Are Bimalleolar fractures unstable?
Most bimalleolar fractures are unstable fractures and require treatment with open reduction internal fixation (ORIF). The management plan can be for either operative or non-operative treatment.
How do you get a bimalleolar fracture?
The prefix “bi” means “two,” so a bimalleolar fracture is one that involves both the medial malleolus and the lateral malleolus. This type of fracture often happens as a result of the foot and ankle rolling inward, but it can also be caused by a trip or fall, or by a direct blow to the ankle.
What type of fracture is Bimalleolar?
Trimalleolar fractures are the least common ankle fracture. A trimalleolar fracture happens when you break your lower leg sections that form your ankle joint and help you move your foot and ankle. Treatment includes surgery and extensive physical therapy.
What kind of ankle injury is a Maisonneuve fracture?

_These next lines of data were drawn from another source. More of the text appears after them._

use serde::Deserialize;
use slipscan_core::{Detection, EngineOutput};
use thiserror::Error;

#[derive(Debug, Error)]
pub enum OcrError {
    #[error("Malformed recognizer output: {0}")]
    Decode(#[from] serde_json::Error),
    #[error("OCR engine error: {0}")]
    Engine(String),
}

/// Abstraction over a text detection/recognition engine.
/// Implementations accept raw input bytes and return positioned detections.
pub trait OcrBackend: Send + Sync {
    fn recognize(&self, input: &[u8]) -> Result<Vec<Detection>, OcrError>;
}

// ── Mock backend (always available, used for tests) ───────────────────────────

/// Returns a preset detection list regardless of input.
pub struct MockRecognizer {
    pub detections: Vec<Detection>,
}

impl MockRecognizer {
    pub fn new(detections: Vec<Detection>) -> Self {
        Self { detections }
    }
}

impl OcrBackend for MockRecognizer {
    fn recognize(&self, _input: &[u8]) -> Result<Vec<Detection>, OcrError> {
        Ok(self.detections.clone())
    }
}

// ── Recorded engine output ────────────────────────────────────────────────────

#[derive(Deserialize)]
#[serde(untagged)]
enum Recorded {
    Detections(Vec<Detection>),
    Engine(EngineOutput),
}

/// Replays engine output saved as JSON, either a list of detections or the
/// engine's parallel `rec_texts` / `rec_scores` / `dt_polys` arrays.
#[derive(Debug, Default, Clone, Copy)]
pub struct JsonRecognizer;

impl OcrBackend for JsonRecognizer {
    fn recognize(&self, input: &[u8]) -> Result<Vec<Detection>, OcrError> {
        Ok(match serde_json::from_slice::<Recorded>(input)? {
            Recorded::Detections(d) => d,
            Recorded::Engine(e) => e.into_detections(),
        })
    }
}
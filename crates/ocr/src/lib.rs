pub mod cards;
pub mod clean;
pub mod columns;
pub mod config;
pub mod extract;
pub mod layout;
pub mod pipeline;
pub mod price;
pub mod recognizer;
pub mod types;

pub use cards::CardClusterer;
pub use clean::TextCleaner;
pub use columns::ColumnDetector;
pub use config::{CleanerConfig, ConfigError, LayoutConfig, ParserConfig, PipelineConfig};
pub use extract::{LineKind, ReceiptFieldParser};
pub use layout::LayoutReconstructor;
pub use pipeline::{spawn_intake_watcher, Analyzer, OcrResult, PipelineError, ReceiptPipeline};
pub use price::PriceExtractor;
pub use recognizer::{JsonRecognizer, MockRecognizer, OcrBackend, OcrError};
pub use types::{
    Card, CellBlock, ColumnBand, LayoutResult, LayoutSummary, LineItem, ParsedReceipt, TableRow,
};
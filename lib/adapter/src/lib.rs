// This Source Code Form is subject to the terms of the Mozilla Public
// License, v. 2.0. If a copy of the MPL was not distributed with this
// file, You can obtain one at https://mozilla.org/MPL/2.0/.

//! The common backend-adapter lifecycle (spec.md §4.4) and a kind-tag
//! keyed factory registry (spec.md §9: "a closed sum type ... or a trait
//! object behind a factory keyed by the kind tag").

use std::collections::HashMap;
use std::sync::Arc;

use async_trait::async_trait;
use mapping_engine::MappingRule;
use thiserror::Error;

/// Opaque, per-device configuration options, as loaded from the `devices.
/// <name>` YAML map. Adapters are responsible for interpreting their own
/// shape and failing construction if required keys are absent.
pub type DeviceOptions = serde_yaml::Value;

#[derive(Debug, Error)]
pub enum AdapterError {
    #[error("unknown device kind: {0}")]
    UnknownKind(String),
    #[error("invalid adapter configuration: {0}")]
    Config(String),
    #[error("adapter transport failed to open: {0}")]
    Open(String),
    #[error("transport error: {0}")]
    Transport(String),
    #[error("i/o timed out")]
    Timeout,
    #[error("operation not supported by this adapter")]
    NotSupported,
}

/// Common lifecycle and byte interface implemented by every backend
/// adapter (spec.md §4.4). One instance is owned exclusively by one link.
#[async_trait]
pub trait Adapter: Send + Sync {
    /// Lightweight preparation; must not perform blocking I/O.
    async fn connect(&self) -> Result<(), AdapterError> {
        Ok(())
    }

    /// Opens the transport and, if [`Adapter::requires_lock`], takes the
    /// adapter's internal mutex. Must either fully succeed or leave no
    /// resources held.
    async fn acquire(&self) -> Result<(), AdapterError>;

    /// Closes the transport and drops the internal mutex. Idempotent.
    async fn release(&self);

    /// Tears down the transport regardless of lock state.
    async fn disconnect(&self) {
        self.release().await;
    }

    async fn write(&self, data: &[u8]) -> Result<usize, AdapterError>;

    /// Reads up to `max_bytes`. May return fewer; empty means "no data
    /// ready" (spec.md §4.4).
    async fn read(&self, max_bytes: usize) -> Result<Vec<u8>, AdapterError>;

    /// Whether I/O on this adapter requires the link to hold the device
    /// lock first (spec.md §3: "an adapter whose `requires_lock` is true
    /// MAY only perform I/O while its link holds the device lock").
    fn requires_lock(&self) -> bool;
}

/// Parses a `write_termination`/`read_termination` setting shared by the
/// SCPI-like adapters: `"CRLF"`/`"CR"`/`"LF"` shorthands (case-insensitive),
/// otherwise the value is unescaped (`\r`, `\n`, `\t`, ...) as literal bytes.
/// `None`/empty means "no terminator".
pub fn parse_termination(value: Option<&str>) -> Option<Vec<u8>> {
    let v = value?;
    if v.is_empty() {
        return None;
    }
    match v.to_uppercase().as_str() {
        "CRLF" => return Some(b"\r\n".to_vec()),
        "CR" => return Some(b"\r".to_vec()),
        "LF" => return Some(b"\n".to_vec()),
        _ => {}
    }
    Some(unescape(v).into_bytes())
}

fn unescape(v: &str) -> String {
    let mut out = String::with_capacity(v.len());
    let mut chars = v.chars().peekable();
    while let Some(c) = chars.next() {
        if c != '\\' {
            out.push(c);
            continue;
        }
        match chars.peek() {
            Some('n') => {
                out.push('\n');
                chars.next();
            }
            Some('r') => {
                out.push('\r');
                chars.next();
            }
            Some('t') => {
                out.push('\t');
                chars.next();
            }
            Some('0') => {
                out.push('\0');
                chars.next();
            }
            Some('\\') => {
                out.push('\\');
                chars.next();
            }
            _ => out.push('\\'),
        }
    }
    out
}

/// Builds one adapter instance from its device options and the mapping
/// rules configured for that device (empty for kinds that don't consume
/// the command-mapping engine). Mirrors the Python `AdapterFactory`'s
/// per-kind builder functions, but threads `mappings:` through a typed
/// parameter instead of smuggling it inside the settings `**kwargs`
/// (`server.py:AdapterFactory.build`).
pub type AdapterFactory = Arc<dyn Fn(&str, &DeviceOptions, &[MappingRule]) -> Result<Arc<dyn Adapter>, AdapterError> + Send + Sync>;

/// Maps a device `kind` tag to the factory that builds its adapter.
/// Unknown tags fail config load (spec.md §9).
#[derive(Clone, Default)]
pub struct AdapterRegistry {
    factories: HashMap<String, AdapterFactory>,
}

impl AdapterRegistry {
    pub fn new() -> Self {
        Self { factories: HashMap::new() }
    }

    pub fn register(&mut self, kind: impl Into<String>, factory: AdapterFactory) {
        self.factories.insert(kind.into(), factory);
    }

    pub fn build(&self, kind: &str, name: &str, options: &DeviceOptions, mappings: &[MappingRule]) -> Result<Arc<dyn Adapter>, AdapterError> {
        let factory = self
            .factories
            .get(kind)
            .ok_or_else(|| AdapterError::UnknownKind(kind.to_string()))?;
        factory(name, options, mappings)
    }

    pub fn known_kinds(&self) -> impl Iterator<Item = &str> {
        self.factories.keys().map(String::as_str)
    }
}

#[cfg(test)]
mod tests {
    use super::*;

    #[test]
    fn parse_termination_shorthands() {
        assert_eq!(parse_termination(Some("CRLF")), Some(b"\r\n".to_vec()));
        assert_eq!(parse_termination(Some("cr")), Some(b"\r".to_vec()));
        assert_eq!(parse_termination(Some("lf")), Some(b"\n".to_vec()));
    }

    #[test]
    fn parse_termination_escapes_and_empty() {
        assert_eq!(parse_termination(Some("\\n")), Some(b"\n".to_vec()));
        assert_eq!(parse_termination(Some("")), None);
        assert_eq!(parse_termination(None), None);
        assert_eq!(parse_termination(Some("END")), Some(b"END".to_vec()));
    }

    struct Stub;

    #[async_trait]
    impl Adapter for Stub {
        async fn acquire(&self) -> Result<(), AdapterError> {
            Ok(())
        }
        async fn release(&self) {}
        async fn write(&self, data: &[u8]) -> Result<usize, AdapterError> {
            Ok(data.len())
        }
        async fn read(&self, _max_bytes: usize) -> Result<Vec<u8>, AdapterError> {
            Ok(Vec::new())
        }
        fn requires_lock(&self) -> bool {
            false
        }
    }

    #[test]
    fn unknown_kind_fails_build() {
        let registry = AdapterRegistry::new();
        let err = registry.build("nonexistent", "bench1", &DeviceOptions::Null, &[]).unwrap_err();
        assert!(matches!(err, AdapterError::UnknownKind(k) if k == "nonexistent"));
    }

    #[tokio::test]
    async fn registered_factory_builds_adapter() {
        let mut registry = AdapterRegistry::new();
        registry.register("stub", Arc::new(|_name, _opts, _mappings| Ok(Arc::new(Stub) as Arc<dyn Adapter>)));
        let adapter = registry.build("stub", "bench1", &DeviceOptions::Null, &[]).unwrap();
        assert_eq!(adapter.write(b"hi").await.unwrap(), 2);
    }
}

Maisonneuve fracture is the combination of a spiral fracture of the proximal fibula and unstable ankle injury which could manifest radiographically by widening of the ankle joint due to distal tibiofibular syndesmosis and/or deltoid ligament disruption, or fracture of the medial malleolus.
Who is the orthopedic surgeon for Maisonneuve fracture?
Jonathan Cluett, MD, is a board-certified orthopedic surgeon with subspecialty training in sports medicine and arthroscopic surgery. A Maisonneuve fracture is a specific type of ankle fracture that occurs when the ankle is forcefully twisted outwards (external rotation).
What happens if a Maisonneuve fracture is left untreated?
If a Maisonneuve fracture is left untreated, instability of the tibiotalar joint and deltoid ligament can cause a valgus deformity of the ankle. This leaves the ankle joint in a state of chronic pronation, characterised by a protrusion of the medial malleolus into the subcutaneous tissue.
Can a tibia fracture be a Maisonneuve fracture?
With a Maisonneuve fracture, there can even be a fracture of the tibia (the other lower leg bone) at the bottom near the ankle. It’s important to rule out a Maisonneuve fracture with traumatic ankle injuries. An X-ray is needed to do this.